Köln wird, um seine Probleme zu lösen, einen für alle Beteiligten sehr anstrengenden Mentalitätswandel bewältigen müssen. Übergreifende Teams müssen gebildet, lähmende Zuständigkeitsgrenzen der Ämter überwunden werden. Es muss dringend mehr Verbindlichkeit her. Im Wissen, dass die perfekte Lösung so gut wie nie erreichbar ist, müssen die Dinge konsequent vorangetrieben werden. Nach dem Grundsatz: „Wenn es besser wird, ist es gut für die Stadt.“

Wichtig ist aber auch: Verantwortung für einen solchen Prozess trägt nicht der oder die OB alleine. Die wichtigen Kraftzentren der Stadt – von IHK bis zur Messe, von Hoher Domkirche bis zur Handwerkskammer, vom Festkomitee bis zu den großen Unternehmen – müssen bereit sein, einen Beitrag zu leisten und ihre Verantwortung in konkreten Projekten wahrnehmen.

Masterplan Innenstadt als Regiebuch für Entwicklung der Stadt Köln

Wie zum Beispiel beim Masterplan Innenstadt, der seit 2009 so etwas wie ein Regiebuch für die Entwicklung der Stadt ist. Allein: Vieles von dem durch die Kölner Wirtschaft initiierten Plan ist Papier geblieben. Das Problem ist, siehe oben: die Umsetzung. Dabei gibt es längst Faktoren wie Klimawandel und Digitalisierung, die ein Update des Masterplans oder gar einen neuen Zukunftspakt erfordern.

Die Stadt aus ihrer Selbstzufriedenheit herauszuholen ist die Aufgabe vieler.

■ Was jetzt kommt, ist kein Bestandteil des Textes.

//! Time-ordered 64-bit order id generation.
//!
//! Layout of an id, most significant bit first:
//!
//! ```text
//! 0 | 41 bits: ms since epoch | 10 bits: worker id | 12 bits: sequence
//! ```
//!
//! Ids from one generator are strictly increasing. Ids from generators with
//! distinct worker ids never collide.

use std::sync::Mutex;
use std::time::{SystemTime, UNIX_EPOCH};

use thiserror::Error;

use crate::OrderId;

const WORKER_BITS: u32 = 10;
const SEQUENCE_BITS: u32 = 12;
const TIMESTAMP_BITS: u32 = 41;

/// Largest worker id that fits in the layout.
pub const MAX_WORKER_ID: u16 = (1 << WORKER_BITS) - 1;
const SEQUENCE_MASK: u16 = (1 << SEQUENCE_BITS) - 1;
const MAX_ELAPSED_MS: u64 = (1 << TIMESTAMP_BITS) - 1;

/// 2024-01-01T00:00:00Z in milliseconds since the Unix epoch.
pub const DEFAULT_EPOCH_MS: u64 = 1_704_067_200_000;

/// Errors raised while issuing an id.
#[derive(Debug, Error, PartialEq, Eq)]
pub enum IdGeneratorError {
    /// Worker id does not fit in 10 bits.
    #[error("Worker id {0} exceeds maximum {MAX_WORKER_ID}")]
    InvalidWorkerId(u16),

    /// The wall clock reads earlier than the configured epoch.
    #[error("Clock reads {now_ms} ms, before epoch {epoch_ms} ms")]
    ClockBeforeEpoch { now_ms: u64, epoch_ms: u64 },

    /// The wall clock went backwards since the last issued id.
    #[error("Clock moved backwards: last id at {last_ms} ms, now {now_ms} ms")]
    ClockMovedBackwards { last_ms: u64, now_ms: u64 },

    /// The 41-bit timestamp range is used up for this epoch.
    #[error("Timestamp range exhausted for configured epoch")]
    Exhausted,

    /// A previous caller panicked while holding the generator lock.
    #[error("Id generator state is poisoned")]
    Poisoned,
}

/// Source of new order ids.
pub trait IdGenerator: Send + Sync {
    /// Issues a fresh id. Never returns the same id twice.
    fn next_id(&self) -> Result<OrderId, IdGeneratorError>;
}

type Clock = Box<dyn Fn() -> u64 + Send + Sync>;

#[derive(Debug, Default)]
struct SnowflakeState {
    last_ms: u64,
    sequence: u16,
}

/// Snowflake-style generator owned by whoever constructs it.
pub struct SnowflakeGenerator {
    worker_id: u16,
    epoch_ms: u64,
    clock: Clock,
    state: Mutex<SnowflakeState>,
}

impl SnowflakeGenerator {
    /// Creates a generator reading the system clock.
    pub fn new(worker_id: u16, epoch_ms: u64) -> Result<Self, IdGeneratorError> {
        Self::with_clock(worker_id, epoch_ms, system_millis)
    }

    /// Creates a generator with an explicit millisecond clock.
    pub fn with_clock(
        worker_id: u16,
        epoch_ms: u64,
        clock: impl Fn() -> u64 + Send + Sync + 'static,
    ) -> Result<Self, IdGeneratorError> {
        if worker_id > MAX_WORKER_ID {
            return Err(IdGeneratorError::InvalidWorkerId(worker_id));
        }
        Ok(Self {
            worker_id,
            epoch_ms,
            clock: Box::new(clock),
            state: Mutex::new(SnowflakeState::default()),
        })
    }

    /// Returns the worker id embedded in every id from this generator.
    pub fn worker_id(&self) -> u16 {
        self.worker_id
    }

    /// Splits an id into (ms since epoch, worker id, sequence).
    pub fn decompose(id: OrderId) -> (u64, u16, u16) {
        let raw = id.get();
        let sequence = (raw & SEQUENCE_MASK as u64) as u16;
        let worker = ((raw >> SEQUENCE_BITS) & MAX_WORKER_ID as u64) as u16;
        let elapsed = raw >> (SEQUENCE_BITS + WORKER_BITS);
        (elapsed, worker, sequence)
    }

    fn compose(&self, elapsed_ms: u64, sequence: u16) -> OrderId {
        OrderId::new(
            (elapsed_ms << (SEQUENCE_BITS + WORKER_BITS))
                | ((self.worker_id as u64) << SEQUENCE_BITS)
                | sequence as u64,
        )
    }

    fn read_clock(&self) -> Result<u64, IdGeneratorError> {
        let now_ms = (self.clock)();
        if now_ms < self.epoch_ms {
            return Err(IdGeneratorError::ClockBeforeEpoch {
                now_ms,
                epoch_ms: self.epoch_ms,
            });
        }
        Ok(now_ms)
    }
}

impl IdGenerator for SnowflakeGenerator {
    fn next_id(&self) -> Result<OrderId, IdGeneratorError> {
        let mut state = self
            .state
            .lock()
            .map_err(|_| IdGeneratorError::Poisoned)?;

        let mut now_ms = self.read_clock()?;
        if now_ms < state.last_ms {
            return Err(IdGeneratorError::ClockMovedBackwards {
                last_ms: state.last_ms,
                now_ms,
            });
        }

        if now_ms == state.last_ms {
            state.sequence = (state.sequence + 1) & SEQUENCE_MASK;
            if state.sequence == 0 {
                // Sequence exhausted within this millisecond.
                while now_ms <= state.last_ms {
                    std::thread::yield_now();
                    now_ms = self.read_clock()?;
                }
            }
        } else {
            state.sequence = 0;
        }
        state.last_ms = now_ms;

        let elapsed = now_ms - self.epoch_ms;
        if elapsed > MAX_ELAPSED_MS {
            return Err(IdGeneratorError::Exhausted);
        }
        Ok(self.compose(elapsed, state.sequence))
    }
}

impl std::fmt::Debug for SnowflakeGenerator {
    fn fmt(&self, f: &mut std::fmt::Formatter<'_>) -> std::fmt::Result {
        f.debug_struct("SnowflakeGenerator")
            .field("worker_id", &self.worker_id)
            .field("epoch_ms", &self.epoch_ms)
            .finish_non_exhaustive()
    }
}

fn system_millis() -> u64 {
    SystemTime::now()
        .duration_since(UNIX_EPOCH)
        .map(|d| d.as_millis() as u64)
        .unwrap_or(0)
}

Kermani sieht es so: Die Probleme ließen sich nicht einzelnen Politikern in die Schuhe schieben. Das komme aus der Stadt selbst.

Es wäre schade, wenn es in Köln beim immer wiederkehrenden Liebesgesang und gleichzeitigem Genöle bliebe. Köln kann mehr. Vielleicht ist Kermanis Begriff der „Liebenden Wut“ die richtige Perspektive für einen echten Wandel.